[Aim of the task] Each line in the entries that has the word "JsonValue" has to be copied.

[Data for processing]
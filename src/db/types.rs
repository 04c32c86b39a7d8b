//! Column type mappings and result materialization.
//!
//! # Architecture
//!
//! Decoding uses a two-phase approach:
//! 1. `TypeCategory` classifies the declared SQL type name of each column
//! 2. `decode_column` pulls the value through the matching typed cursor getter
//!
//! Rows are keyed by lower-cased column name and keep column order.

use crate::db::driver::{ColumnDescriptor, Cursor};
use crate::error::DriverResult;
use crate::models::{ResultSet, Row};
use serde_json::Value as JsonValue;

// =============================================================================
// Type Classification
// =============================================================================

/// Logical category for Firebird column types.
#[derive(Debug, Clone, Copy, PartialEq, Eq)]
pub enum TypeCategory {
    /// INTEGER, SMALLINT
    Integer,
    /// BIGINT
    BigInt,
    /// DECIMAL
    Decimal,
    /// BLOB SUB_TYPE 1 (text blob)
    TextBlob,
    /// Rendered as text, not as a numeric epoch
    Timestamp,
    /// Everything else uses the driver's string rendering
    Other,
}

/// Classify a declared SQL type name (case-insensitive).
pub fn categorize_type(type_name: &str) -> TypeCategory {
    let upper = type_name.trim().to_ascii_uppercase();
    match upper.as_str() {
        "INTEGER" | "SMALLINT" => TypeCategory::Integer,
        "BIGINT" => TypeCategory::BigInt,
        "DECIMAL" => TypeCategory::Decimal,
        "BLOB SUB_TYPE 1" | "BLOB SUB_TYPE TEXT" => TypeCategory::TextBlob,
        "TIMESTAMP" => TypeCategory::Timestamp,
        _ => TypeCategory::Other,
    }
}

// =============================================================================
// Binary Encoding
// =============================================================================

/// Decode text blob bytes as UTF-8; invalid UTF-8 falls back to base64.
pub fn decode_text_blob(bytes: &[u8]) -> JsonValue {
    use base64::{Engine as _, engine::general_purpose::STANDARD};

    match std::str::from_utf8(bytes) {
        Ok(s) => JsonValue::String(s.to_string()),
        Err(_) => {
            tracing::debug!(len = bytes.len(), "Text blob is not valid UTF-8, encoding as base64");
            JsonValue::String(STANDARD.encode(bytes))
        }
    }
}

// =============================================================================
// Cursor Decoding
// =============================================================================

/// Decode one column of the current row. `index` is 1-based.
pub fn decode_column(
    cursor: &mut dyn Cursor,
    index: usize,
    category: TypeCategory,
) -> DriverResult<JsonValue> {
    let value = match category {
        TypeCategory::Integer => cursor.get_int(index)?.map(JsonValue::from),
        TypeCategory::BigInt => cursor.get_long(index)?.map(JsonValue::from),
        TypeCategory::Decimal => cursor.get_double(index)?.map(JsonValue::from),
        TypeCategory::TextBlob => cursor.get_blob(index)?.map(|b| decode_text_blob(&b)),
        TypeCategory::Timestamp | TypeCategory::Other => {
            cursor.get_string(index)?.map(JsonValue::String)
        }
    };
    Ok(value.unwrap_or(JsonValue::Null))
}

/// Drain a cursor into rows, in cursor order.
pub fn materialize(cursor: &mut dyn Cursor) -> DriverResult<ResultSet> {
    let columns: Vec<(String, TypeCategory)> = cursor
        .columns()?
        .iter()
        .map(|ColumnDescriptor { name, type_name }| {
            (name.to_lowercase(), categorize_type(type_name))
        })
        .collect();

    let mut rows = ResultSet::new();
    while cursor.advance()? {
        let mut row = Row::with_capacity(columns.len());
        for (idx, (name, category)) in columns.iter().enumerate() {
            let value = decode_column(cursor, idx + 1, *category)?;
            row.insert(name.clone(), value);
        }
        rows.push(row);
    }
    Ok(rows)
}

[Expected output]
use serde_json::Value as JsonValue;
pub fn decode_text_blob(bytes: &[u8]) -> JsonValue {
        Ok(s) => JsonValue::String(s.to_string()),
            JsonValue::String(STANDARD.encode(bytes))
) -> DriverResult<JsonValue> {
        TypeCategory::Integer => cursor.get_int(index)?.map(JsonValue::from),
        TypeCategory::BigInt => cursor.get_long(index)?.map(JsonValue::from),
        TypeCategory::Decimal => cursor.get_double(index)?.map(JsonValue::from),
            cursor.get_string(index)?.map(JsonValue::String)
    Ok(value.unwrap_or(JsonValue::Null))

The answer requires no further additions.